CD : ''Le code de la route'', Hommage à Boris Vian

LeCodeDeLaRoute

  • ''Le code de la route'' Hommage à Boris Vian
  • Chansons de Boris Vian, Maurice Vaucaire, Maurice Rollinat, Charles Cros, Alfred Jarry, Maurice Mac-Nab, Vincent Hyspa, Arnaud Marzorati
  • Arrangements et transcriptions de Pierre Cussac, Arnaud Marzorati, Agathe Peyrat
  • Les Lunaisiens : Agathe Peyrat (soprano et ukulélé), Fabien Norbert (trompette), Pierre Cussac (accordéon et bandonéon), Raphaël Schwab (contrebasse), Arnaud Marzorati (baryton et direction)
  • 1 CD Muso : MU-038 (Distribution : Outhere Distribution) www.muso.mu
  • Durée du CD : 63 min 17 s
  • Note technique : etoile rougeetoile rougeetoile rougeetoile rougeetoile rouge (5/5)
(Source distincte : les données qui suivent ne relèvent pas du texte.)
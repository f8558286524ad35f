//! Job submission payloads.
//!
//! A request selects one of the pipeline modes and carries mode-specific
//! fields inline:
//!
//! ```json
//! {"mode": "single", "paper_id": "1706.03762", "options": {"narration_providers": ["silence"]}}
//! ```

use serde::{Deserialize, Serialize};

use crate::error::CoreError;

/// Default fetch window for `complete` mode.
pub const DEFAULT_MAX_PAPERS: u32 = 1;

/// Upper bound for the `complete` mode fetch window.
pub const MAX_PAPERS_LIMIT: u32 = 20;

/// Maximum length of a paper identifier.
const MAX_PAPER_ID_LEN: usize = 64;

/// Which flavour of pipeline run to execute.
#[derive(Debug, Clone, PartialEq, Eq, Serialize, Deserialize)]
#[serde(tag = "mode", rename_all = "snake_case")]
pub enum PipelineMode {
    /// Built-in sample paper, every stage.
    Demo,
    /// One paper by identifier, every stage.
    Single { paper_id: String },
    /// Newest paper from a recent-papers window, every stage.
    Complete {
        #[serde(default = "default_max_papers")]
        max_papers: u32,
    },
    /// One paper by identifier, stopping after slide rendering.
    Slides { paper_id: String },
}

fn default_max_papers() -> u32 {
    DEFAULT_MAX_PAPERS
}

impl PipelineMode {
    pub fn name(&self) -> &'static str {
        match self {
            Self::Demo => "demo",
            Self::Single { .. } => "single",
            Self::Complete { .. } => "complete",
            Self::Slides { .. } => "slides",
        }
    }

    /// Whether the run ends with narration and video composition.
    pub fn produces_video(&self) -> bool {
        !matches!(self, Self::Slides { .. })
    }
}

/// Per-job tuning knobs.
#[derive(Debug, Clone, Default, PartialEq, Eq, Serialize, Deserialize)]
pub struct JobOptions {
    /// Restrict and reorder the narration fallback chain to these providers.
    #[serde(default, skip_serializing_if = "Option::is_none")]
    pub narration_providers: Option<Vec<String>>,
}

/// A request to create a job.
#[derive(Debug, Clone, PartialEq, Eq, Serialize, Deserialize)]
pub struct JobRequest {
    #[serde(flatten)]
    pub mode: PipelineMode,
    #[serde(default)]
    pub options: JobOptions,
}

impl JobRequest {
    pub fn new(mode: PipelineMode) -> Self {
        Self {
            mode,
            options: JobOptions::default(),
        }
    }

    /// Check field-level constraints that serde cannot express.
    pub fn validate(&self) -> Result<(), CoreError> {
        match &self.mode {
            PipelineMode::Demo => {}
            PipelineMode::Single { paper_id } | PipelineMode::Slides { paper_id } => {
                validate_paper_id(paper_id)?;
            }
            PipelineMode::Complete { max_papers } => {
                if *max_papers == 0 || *max_papers > MAX_PAPERS_LIMIT {
                    return Err(CoreError::Validation(format!(
                        "max_papers must be between 1 and {MAX_PAPERS_LIMIT}"
                    )));
                }
            }
        }

        if let Some(providers) = &self.options.narration_providers {
            if providers.is_empty() {
                return Err(CoreError::Validation(
                    "narration_providers must not be empty when given".to_string(),
                ));
            }
        }

        Ok(())
    }
}

/// Validate a paper identifier.
///
/// Rules:
/// - Must not be empty.
/// - Must not exceed `MAX_PAPER_ID_LEN` characters.
/// - Must contain only alphanumeric, dot, hyphen, or underscore characters.
pub fn validate_paper_id(paper_id: &str) -> Result<(), CoreError> {
    if paper_id.is_empty() {
        return Err(CoreError::Validation(
            "paper_id must not be empty".to_string(),
        ));
    }
    if paper_id.len() > MAX_PAPER_ID_LEN {
        return Err(CoreError::Validation(format!(
            "paper_id must not exceed {MAX_PAPER_ID_LEN} characters"
        )));
    }
    if !paper_id
        .chars()
        .all(|c| c.is_ascii_alphanumeric() || c == '.' || c == '-' || c == '_')
    {
        return Err(CoreError::Validation(
            "paper_id may only contain alphanumeric, dot, hyphen, or underscore characters"
                .to_string(),
        ));
    }
    Ok(())
}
Dans la suite logique de leur CD ''Les Ballades de Monsieur Brassens'', Les Lunaisiens rendent hommage, cette fois, à Boris Vian, dans un album réjouissant. Du Caf'conc à la chanson, de l'étrange à l'incongru, du grotesque au sous-entendu plus que leste, voilà des morceaux d'anthologie d'une verve bien française, qu'honorèrent encore quelques autres comme Jarry, Hyspa ou Cros. Servis par une équipe qui connaît son affaire, sous la houlette d'Arnaud Marzorati, à la fois chanteur et arrangeur.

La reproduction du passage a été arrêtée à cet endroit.